**WHAT TO PRODUCE:**
In the records below, which lines include "Direction"? Copy them.

(Saved data entries)

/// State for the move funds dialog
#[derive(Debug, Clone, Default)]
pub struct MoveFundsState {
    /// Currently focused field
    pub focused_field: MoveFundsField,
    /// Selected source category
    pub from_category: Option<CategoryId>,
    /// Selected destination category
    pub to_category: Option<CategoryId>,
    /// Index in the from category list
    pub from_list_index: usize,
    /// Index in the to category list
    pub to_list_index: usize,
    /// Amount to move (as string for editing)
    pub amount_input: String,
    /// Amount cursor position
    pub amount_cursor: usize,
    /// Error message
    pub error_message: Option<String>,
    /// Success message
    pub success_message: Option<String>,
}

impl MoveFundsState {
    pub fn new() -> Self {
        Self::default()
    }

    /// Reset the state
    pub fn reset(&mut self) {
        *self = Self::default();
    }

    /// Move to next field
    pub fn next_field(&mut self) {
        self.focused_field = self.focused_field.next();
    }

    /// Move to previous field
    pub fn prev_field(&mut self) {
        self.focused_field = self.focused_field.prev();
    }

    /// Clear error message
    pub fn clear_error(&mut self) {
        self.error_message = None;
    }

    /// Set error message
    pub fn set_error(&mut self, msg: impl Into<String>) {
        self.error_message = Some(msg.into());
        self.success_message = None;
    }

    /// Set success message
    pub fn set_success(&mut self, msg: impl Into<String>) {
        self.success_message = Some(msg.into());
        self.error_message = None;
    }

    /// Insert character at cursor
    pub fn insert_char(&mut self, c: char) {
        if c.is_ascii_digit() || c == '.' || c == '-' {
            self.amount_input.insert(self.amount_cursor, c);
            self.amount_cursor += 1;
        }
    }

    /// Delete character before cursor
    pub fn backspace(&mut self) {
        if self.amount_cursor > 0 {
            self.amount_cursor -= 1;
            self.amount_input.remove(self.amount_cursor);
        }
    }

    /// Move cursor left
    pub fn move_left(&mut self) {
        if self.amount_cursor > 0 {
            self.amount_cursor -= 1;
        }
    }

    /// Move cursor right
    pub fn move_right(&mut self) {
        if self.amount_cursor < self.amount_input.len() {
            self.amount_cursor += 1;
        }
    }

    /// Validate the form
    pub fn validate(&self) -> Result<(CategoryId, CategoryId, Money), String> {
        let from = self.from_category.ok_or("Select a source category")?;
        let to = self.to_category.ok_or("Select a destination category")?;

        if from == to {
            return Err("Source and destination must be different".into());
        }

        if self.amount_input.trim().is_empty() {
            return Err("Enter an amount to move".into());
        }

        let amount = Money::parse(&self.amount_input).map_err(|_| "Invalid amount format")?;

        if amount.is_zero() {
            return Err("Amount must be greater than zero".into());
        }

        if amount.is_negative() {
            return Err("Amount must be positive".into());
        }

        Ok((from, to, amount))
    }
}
--
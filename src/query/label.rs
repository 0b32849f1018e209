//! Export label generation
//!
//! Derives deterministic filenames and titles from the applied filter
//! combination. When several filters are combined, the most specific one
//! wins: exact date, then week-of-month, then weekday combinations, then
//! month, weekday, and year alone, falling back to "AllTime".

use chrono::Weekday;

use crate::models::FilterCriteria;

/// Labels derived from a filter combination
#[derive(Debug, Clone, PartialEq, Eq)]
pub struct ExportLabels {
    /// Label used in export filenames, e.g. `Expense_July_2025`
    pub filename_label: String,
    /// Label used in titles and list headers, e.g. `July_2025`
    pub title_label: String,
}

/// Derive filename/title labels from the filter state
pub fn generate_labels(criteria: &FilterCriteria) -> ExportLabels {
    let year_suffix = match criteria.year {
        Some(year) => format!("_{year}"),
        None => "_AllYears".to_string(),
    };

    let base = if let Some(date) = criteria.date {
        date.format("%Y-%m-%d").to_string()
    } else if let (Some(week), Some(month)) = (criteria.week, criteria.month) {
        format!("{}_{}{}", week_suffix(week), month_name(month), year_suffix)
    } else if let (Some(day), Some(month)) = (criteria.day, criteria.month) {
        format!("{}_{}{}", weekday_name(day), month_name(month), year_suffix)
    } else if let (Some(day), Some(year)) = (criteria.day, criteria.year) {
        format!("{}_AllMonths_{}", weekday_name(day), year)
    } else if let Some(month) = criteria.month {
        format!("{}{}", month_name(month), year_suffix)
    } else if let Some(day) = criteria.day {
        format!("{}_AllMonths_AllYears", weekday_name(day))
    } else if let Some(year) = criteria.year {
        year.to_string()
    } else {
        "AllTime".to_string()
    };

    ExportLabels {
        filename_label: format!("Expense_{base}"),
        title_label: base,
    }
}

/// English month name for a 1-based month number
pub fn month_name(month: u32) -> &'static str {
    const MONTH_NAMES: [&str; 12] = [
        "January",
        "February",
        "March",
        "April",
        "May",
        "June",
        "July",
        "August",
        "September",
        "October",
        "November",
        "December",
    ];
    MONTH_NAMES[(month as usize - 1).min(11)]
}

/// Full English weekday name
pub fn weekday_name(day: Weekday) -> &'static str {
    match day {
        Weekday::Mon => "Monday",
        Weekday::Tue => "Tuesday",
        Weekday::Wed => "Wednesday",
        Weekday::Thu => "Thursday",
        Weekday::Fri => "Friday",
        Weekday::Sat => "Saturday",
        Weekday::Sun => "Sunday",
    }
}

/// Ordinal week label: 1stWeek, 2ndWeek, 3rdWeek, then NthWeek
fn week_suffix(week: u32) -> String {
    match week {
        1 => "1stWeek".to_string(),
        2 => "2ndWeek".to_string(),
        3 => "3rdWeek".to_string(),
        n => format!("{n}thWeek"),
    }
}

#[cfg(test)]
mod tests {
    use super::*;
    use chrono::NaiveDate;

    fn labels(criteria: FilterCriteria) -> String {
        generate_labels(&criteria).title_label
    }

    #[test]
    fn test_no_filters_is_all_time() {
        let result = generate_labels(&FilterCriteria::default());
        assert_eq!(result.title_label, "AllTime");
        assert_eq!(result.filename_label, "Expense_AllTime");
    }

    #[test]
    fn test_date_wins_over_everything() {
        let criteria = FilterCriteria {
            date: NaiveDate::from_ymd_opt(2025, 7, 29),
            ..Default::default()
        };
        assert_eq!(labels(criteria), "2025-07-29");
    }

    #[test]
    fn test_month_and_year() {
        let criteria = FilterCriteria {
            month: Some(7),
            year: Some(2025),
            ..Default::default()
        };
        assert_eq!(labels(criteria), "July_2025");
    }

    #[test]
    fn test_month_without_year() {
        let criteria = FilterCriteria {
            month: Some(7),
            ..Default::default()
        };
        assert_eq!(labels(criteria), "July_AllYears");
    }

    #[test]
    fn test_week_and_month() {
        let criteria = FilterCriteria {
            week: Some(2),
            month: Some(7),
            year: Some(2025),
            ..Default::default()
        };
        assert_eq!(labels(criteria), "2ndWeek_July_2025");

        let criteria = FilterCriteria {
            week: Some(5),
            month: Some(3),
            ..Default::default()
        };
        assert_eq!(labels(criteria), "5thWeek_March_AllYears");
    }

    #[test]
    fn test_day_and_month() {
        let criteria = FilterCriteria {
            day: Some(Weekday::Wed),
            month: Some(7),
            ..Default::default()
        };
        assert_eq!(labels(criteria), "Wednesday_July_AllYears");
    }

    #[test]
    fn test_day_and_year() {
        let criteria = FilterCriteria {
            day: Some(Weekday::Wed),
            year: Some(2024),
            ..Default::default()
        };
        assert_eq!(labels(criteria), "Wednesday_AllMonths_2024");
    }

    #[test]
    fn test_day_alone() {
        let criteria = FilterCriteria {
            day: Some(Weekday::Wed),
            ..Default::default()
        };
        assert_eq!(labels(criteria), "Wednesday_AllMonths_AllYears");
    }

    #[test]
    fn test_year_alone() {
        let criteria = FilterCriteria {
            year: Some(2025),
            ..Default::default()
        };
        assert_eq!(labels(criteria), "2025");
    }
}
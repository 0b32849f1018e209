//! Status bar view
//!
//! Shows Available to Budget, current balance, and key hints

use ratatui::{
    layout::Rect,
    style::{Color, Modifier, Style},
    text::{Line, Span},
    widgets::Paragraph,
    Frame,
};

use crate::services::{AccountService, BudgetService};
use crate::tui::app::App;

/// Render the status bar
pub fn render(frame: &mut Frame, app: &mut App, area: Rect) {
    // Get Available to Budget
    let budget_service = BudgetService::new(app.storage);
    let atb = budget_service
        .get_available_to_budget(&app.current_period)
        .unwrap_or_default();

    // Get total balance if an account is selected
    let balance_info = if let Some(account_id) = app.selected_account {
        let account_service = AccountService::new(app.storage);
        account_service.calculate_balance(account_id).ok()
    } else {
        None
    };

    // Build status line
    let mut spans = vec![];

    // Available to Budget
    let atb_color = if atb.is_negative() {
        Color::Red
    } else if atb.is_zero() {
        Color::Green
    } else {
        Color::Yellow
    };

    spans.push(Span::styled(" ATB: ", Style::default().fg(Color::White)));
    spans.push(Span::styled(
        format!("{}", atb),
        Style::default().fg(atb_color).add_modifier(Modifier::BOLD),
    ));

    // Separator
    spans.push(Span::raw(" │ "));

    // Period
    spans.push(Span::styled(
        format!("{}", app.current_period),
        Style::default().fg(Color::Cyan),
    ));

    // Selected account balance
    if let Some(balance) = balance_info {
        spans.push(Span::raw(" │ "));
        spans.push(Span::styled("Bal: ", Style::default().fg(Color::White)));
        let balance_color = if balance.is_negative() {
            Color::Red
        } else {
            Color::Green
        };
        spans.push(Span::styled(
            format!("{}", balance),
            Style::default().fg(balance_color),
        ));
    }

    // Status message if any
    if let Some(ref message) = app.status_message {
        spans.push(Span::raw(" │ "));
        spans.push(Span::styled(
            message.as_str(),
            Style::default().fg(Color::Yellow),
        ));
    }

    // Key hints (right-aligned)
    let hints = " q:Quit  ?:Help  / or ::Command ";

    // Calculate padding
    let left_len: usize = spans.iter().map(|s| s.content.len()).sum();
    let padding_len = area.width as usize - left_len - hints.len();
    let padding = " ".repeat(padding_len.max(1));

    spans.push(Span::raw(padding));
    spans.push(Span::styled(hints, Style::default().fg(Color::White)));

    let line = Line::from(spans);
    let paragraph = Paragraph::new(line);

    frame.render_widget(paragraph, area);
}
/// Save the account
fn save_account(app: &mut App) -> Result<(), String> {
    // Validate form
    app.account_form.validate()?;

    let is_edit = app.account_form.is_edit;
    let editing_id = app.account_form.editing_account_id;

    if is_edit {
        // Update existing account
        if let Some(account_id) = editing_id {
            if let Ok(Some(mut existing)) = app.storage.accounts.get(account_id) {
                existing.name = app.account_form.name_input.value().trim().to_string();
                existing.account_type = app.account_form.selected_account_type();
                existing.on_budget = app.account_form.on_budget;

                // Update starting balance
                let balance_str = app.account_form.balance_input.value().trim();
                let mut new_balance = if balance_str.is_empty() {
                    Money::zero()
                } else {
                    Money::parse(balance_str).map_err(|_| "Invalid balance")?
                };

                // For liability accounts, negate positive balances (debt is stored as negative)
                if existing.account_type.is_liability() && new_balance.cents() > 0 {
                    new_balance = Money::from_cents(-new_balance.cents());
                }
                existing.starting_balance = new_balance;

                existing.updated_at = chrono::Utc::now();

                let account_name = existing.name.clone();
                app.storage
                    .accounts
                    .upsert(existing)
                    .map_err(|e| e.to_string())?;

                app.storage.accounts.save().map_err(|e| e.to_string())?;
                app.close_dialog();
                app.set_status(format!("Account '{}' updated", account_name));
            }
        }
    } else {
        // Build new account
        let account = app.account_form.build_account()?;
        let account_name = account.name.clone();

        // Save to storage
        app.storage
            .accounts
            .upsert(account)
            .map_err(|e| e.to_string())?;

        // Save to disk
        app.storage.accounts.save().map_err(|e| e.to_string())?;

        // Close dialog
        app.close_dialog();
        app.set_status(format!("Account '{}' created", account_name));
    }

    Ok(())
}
--
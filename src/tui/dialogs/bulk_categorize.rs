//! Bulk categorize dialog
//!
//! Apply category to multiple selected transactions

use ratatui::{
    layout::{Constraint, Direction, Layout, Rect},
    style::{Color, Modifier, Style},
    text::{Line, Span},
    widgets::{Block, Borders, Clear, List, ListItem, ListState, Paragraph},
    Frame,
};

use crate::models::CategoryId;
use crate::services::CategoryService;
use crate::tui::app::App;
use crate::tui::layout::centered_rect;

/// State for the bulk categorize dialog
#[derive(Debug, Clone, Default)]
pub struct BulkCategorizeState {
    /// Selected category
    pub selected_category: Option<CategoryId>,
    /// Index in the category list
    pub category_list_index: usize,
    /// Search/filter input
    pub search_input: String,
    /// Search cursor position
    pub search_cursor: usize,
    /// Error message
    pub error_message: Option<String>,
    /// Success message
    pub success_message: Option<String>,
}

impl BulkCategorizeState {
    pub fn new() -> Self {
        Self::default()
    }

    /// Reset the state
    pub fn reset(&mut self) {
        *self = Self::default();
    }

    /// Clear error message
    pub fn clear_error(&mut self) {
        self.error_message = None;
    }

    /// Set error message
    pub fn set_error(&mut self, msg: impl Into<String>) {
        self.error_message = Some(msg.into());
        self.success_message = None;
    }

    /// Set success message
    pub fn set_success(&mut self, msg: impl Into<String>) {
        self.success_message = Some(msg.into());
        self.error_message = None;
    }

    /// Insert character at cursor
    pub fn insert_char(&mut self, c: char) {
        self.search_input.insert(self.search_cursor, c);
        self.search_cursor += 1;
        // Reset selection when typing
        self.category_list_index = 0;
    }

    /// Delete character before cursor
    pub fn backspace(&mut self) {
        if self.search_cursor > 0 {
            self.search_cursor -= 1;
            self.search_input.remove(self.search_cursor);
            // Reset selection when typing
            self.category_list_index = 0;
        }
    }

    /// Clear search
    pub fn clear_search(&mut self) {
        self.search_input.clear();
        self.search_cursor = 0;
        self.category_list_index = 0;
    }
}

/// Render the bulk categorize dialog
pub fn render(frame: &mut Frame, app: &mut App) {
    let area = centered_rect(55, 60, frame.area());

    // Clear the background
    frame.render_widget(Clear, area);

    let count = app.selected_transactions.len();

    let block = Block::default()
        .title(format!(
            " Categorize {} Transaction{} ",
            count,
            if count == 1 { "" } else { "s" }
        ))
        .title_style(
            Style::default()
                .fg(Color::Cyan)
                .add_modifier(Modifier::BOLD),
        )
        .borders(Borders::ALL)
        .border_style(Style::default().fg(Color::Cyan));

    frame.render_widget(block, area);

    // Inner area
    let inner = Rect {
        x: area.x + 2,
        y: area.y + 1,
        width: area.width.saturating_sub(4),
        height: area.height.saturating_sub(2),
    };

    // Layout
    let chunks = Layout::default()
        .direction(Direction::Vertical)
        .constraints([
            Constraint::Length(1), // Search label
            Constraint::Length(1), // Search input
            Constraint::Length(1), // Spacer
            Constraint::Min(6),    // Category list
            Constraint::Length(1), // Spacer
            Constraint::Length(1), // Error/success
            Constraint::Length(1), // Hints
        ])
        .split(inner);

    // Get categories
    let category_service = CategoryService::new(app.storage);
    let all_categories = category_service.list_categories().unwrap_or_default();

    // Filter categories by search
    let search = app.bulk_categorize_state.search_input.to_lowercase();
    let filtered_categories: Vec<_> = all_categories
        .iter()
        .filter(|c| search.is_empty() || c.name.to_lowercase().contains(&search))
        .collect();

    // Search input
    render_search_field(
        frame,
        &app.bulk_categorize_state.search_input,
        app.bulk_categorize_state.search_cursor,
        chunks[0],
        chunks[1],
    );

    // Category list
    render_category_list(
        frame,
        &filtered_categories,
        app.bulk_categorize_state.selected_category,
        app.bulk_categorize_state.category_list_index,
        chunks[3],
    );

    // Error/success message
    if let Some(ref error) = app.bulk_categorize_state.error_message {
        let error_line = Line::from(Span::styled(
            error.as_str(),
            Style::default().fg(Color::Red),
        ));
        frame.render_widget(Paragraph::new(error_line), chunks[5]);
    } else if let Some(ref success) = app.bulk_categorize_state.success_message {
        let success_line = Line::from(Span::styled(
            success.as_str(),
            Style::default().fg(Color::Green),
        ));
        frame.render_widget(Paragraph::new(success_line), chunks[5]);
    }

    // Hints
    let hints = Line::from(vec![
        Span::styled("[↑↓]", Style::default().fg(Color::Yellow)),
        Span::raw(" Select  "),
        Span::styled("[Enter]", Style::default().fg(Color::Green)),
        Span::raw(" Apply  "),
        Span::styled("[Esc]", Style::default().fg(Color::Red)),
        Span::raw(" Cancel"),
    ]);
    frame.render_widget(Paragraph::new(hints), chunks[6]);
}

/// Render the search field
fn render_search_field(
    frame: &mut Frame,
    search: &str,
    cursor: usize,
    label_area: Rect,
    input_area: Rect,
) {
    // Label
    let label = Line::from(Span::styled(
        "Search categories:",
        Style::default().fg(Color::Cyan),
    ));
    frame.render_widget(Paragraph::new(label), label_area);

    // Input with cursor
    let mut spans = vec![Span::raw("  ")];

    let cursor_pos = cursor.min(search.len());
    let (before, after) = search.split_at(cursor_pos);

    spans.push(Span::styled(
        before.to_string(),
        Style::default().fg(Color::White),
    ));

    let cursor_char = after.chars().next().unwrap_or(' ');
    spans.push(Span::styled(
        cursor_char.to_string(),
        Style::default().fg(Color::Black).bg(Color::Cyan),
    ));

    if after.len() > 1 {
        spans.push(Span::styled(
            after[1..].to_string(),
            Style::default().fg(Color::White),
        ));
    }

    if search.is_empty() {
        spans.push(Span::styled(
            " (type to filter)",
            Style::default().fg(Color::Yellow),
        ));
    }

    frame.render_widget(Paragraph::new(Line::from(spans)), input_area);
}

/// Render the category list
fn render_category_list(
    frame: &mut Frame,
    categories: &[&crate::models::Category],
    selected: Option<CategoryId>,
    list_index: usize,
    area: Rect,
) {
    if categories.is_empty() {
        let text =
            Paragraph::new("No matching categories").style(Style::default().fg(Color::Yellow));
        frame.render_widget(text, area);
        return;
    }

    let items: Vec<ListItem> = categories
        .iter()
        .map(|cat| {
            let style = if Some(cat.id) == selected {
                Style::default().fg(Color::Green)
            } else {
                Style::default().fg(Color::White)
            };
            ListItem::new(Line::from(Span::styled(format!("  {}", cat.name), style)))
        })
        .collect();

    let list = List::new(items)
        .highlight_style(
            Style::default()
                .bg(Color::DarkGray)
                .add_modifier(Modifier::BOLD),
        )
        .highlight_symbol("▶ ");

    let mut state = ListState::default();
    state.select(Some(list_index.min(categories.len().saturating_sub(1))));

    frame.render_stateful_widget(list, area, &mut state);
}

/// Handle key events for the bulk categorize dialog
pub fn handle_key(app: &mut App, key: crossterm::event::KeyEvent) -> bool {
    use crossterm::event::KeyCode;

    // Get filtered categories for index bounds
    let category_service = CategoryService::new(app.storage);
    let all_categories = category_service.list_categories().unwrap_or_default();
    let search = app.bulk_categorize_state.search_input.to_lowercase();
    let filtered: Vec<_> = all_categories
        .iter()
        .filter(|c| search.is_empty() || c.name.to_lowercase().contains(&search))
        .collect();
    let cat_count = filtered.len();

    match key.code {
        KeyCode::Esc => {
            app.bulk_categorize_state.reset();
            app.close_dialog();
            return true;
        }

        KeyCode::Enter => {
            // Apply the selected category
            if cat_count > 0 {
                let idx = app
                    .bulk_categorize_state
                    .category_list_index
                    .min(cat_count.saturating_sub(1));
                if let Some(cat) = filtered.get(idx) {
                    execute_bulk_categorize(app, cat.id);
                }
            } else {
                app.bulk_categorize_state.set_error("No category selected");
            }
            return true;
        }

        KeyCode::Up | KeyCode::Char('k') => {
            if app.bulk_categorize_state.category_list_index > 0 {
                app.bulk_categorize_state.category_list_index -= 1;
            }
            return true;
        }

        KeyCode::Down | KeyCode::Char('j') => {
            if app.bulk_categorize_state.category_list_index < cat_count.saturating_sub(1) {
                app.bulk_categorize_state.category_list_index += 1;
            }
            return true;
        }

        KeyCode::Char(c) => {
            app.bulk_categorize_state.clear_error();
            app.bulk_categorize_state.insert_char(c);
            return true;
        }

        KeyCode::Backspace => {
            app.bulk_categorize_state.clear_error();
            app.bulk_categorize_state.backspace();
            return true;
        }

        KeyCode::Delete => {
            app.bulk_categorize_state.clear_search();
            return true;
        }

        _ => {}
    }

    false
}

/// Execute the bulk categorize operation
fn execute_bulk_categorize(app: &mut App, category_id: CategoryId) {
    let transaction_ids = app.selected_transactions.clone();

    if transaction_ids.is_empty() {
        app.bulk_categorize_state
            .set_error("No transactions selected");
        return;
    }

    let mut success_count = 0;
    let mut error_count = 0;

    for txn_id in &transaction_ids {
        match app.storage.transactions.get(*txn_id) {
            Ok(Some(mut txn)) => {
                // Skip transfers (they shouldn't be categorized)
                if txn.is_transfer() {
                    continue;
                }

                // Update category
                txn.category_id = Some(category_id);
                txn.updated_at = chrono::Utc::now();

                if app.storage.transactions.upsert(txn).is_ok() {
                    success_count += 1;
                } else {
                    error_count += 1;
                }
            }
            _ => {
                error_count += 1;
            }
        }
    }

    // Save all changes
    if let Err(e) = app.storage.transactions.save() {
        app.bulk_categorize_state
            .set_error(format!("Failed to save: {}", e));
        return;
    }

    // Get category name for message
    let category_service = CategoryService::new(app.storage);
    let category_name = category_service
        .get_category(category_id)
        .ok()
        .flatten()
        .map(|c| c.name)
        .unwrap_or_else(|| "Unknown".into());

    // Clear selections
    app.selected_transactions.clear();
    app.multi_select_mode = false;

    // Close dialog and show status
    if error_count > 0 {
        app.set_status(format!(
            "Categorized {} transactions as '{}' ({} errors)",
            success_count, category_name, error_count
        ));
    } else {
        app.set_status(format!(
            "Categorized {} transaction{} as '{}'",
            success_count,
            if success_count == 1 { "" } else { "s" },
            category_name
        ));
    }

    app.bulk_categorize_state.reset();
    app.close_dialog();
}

**OUTPUT:**
    layout::{Constraint, Direction, Layout, Rect},
        .direction(Direction::Vertical)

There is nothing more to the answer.